## WHAT YOU ARE ASKED TO DO:
For the records below, report how many lines include "String", with no accompanying text.

Collection entries

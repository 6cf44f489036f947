// server module public api

pub mod app;
pub mod handlers;
pub mod uploads;

pub use app::{create_app, start_server, AppState};
// chunkyard: stage multipart file parts and merge them into one file

pub mod config;
pub mod pipeline;
pub mod server;
pub mod utils;
// upload & merge pipeline: duplicate filter -> destination resolver -> chunk merger

pub mod dedup;
pub mod locks;
pub mod merge;
pub mod resolver;

use std::path::PathBuf;

use thiserror::Error;
use tracing::{info, warn};

use crate::config::AppConfig;
pub use dedup::{partition, Partition};
pub use locks::{DestinationGuard, DestinationLocks};
pub use merge::{merge_chunks, MergeError};
pub use resolver::{MediaKind, ResolveError};

/// one staged file fragment received in a request
#[derive(Debug, Clone, PartialEq, Eq)]
pub struct UploadedPart {
    /// client-supplied file name; dedup key and final name
    pub original_name: String,
    /// where the staged bytes live until merged or discarded
    pub temp_path: PathBuf,
    /// bytes staged (informational)
    pub size: u64,
}

/// every file part of one request plus its `subFolder` field.
/// part order is the multipart field order the client sent.
#[derive(Debug, Clone, Default)]
pub struct RequestBatch {
    pub parts: Vec<UploadedPart>,
    pub sub_folder: String,
}

/// what happened to a batch that made it past validation
#[derive(Debug)]
pub enum MergeOutcome {
    Merged {
        destination: PathBuf,
        /// accepted parts as they were before merging
        parts: Vec<UploadedPart>,
        bytes_written: u64,
    },
    Rejected {
        duplicates: Vec<String>,
    },
}

#[derive(Debug, Error)]
pub enum PipelineError {
    #[error("no files in request")]
    NoFiles,
    #[error(transparent)]
    Resolve(#[from] ResolveError),
    #[error(transparent)]
    Merge(#[from] MergeError),
}

/// run one request's batch through the pipeline.
///
/// All accepted parts are concatenated, in arrival order, into
/// `<resolved dir of first part>/<first part's name>`. Any repeated name
/// rejects the whole batch. On rejection or failure no staged part of the
/// batch is left behind when `upload.cleanup_rejected` is set.
pub async fn process_batch(
    config: &AppConfig,
    locks: &DestinationLocks,
    batch: RequestBatch,
) -> Result<MergeOutcome, PipelineError> {
    if batch.parts.is_empty() {
        return Err(PipelineError::NoFiles);
    }

    let split = partition(batch.parts).await;

    if split.has_duplicates() {
        warn!("rejecting batch with duplicate names: {:?}", split.duplicates);
        if config.upload.cleanup_rejected {
            dedup::discard_all(&split.accepted).await;
        }
        return Ok(MergeOutcome::Rejected {
            duplicates: split.duplicates,
        });
    }

    let accepted = split.accepted;

    let result = merge_accepted(config, locks, &batch.sub_folder, &accepted).await;

    match result {
        Ok((destination, bytes_written)) => {
            info!(
                "merged {} part(s) into {} ({} bytes)",
                accepted.len(),
                destination.display(),
                bytes_written
            );
            Ok(MergeOutcome::Merged {
                destination,
                parts: accepted,
                bytes_written,
            })
        }
        Err(err) => {
            if config.upload.cleanup_rejected {
                dedup::discard_all(&accepted).await;
            }
            Err(err)
        }
    }
}

async fn merge_accepted(
    config: &AppConfig,
    locks: &DestinationLocks,
    sub_folder: &str,
    accepted: &[UploadedPart],
) -> Result<(PathBuf, u64), PipelineError> {
    let first = accepted.first().ok_or(PipelineError::NoFiles)?;

    let dir = resolver::resolve(
        config.upload_dir(),
        &config.staging_dir(),
        sub_folder,
        &first.original_name,
    )
    .await?;
    let destination = dir.join(&first.original_name);

    let sources: Vec<PathBuf> = accepted.iter().map(|p| p.temp_path.clone()).collect();

    let _guard = locks.lock(&destination).await;
    let written = merge_chunks(&sources, &destination, config.upload.merge_strategy).await?;

    Ok((destination, written))
}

## THE COMPLETED TASK:
3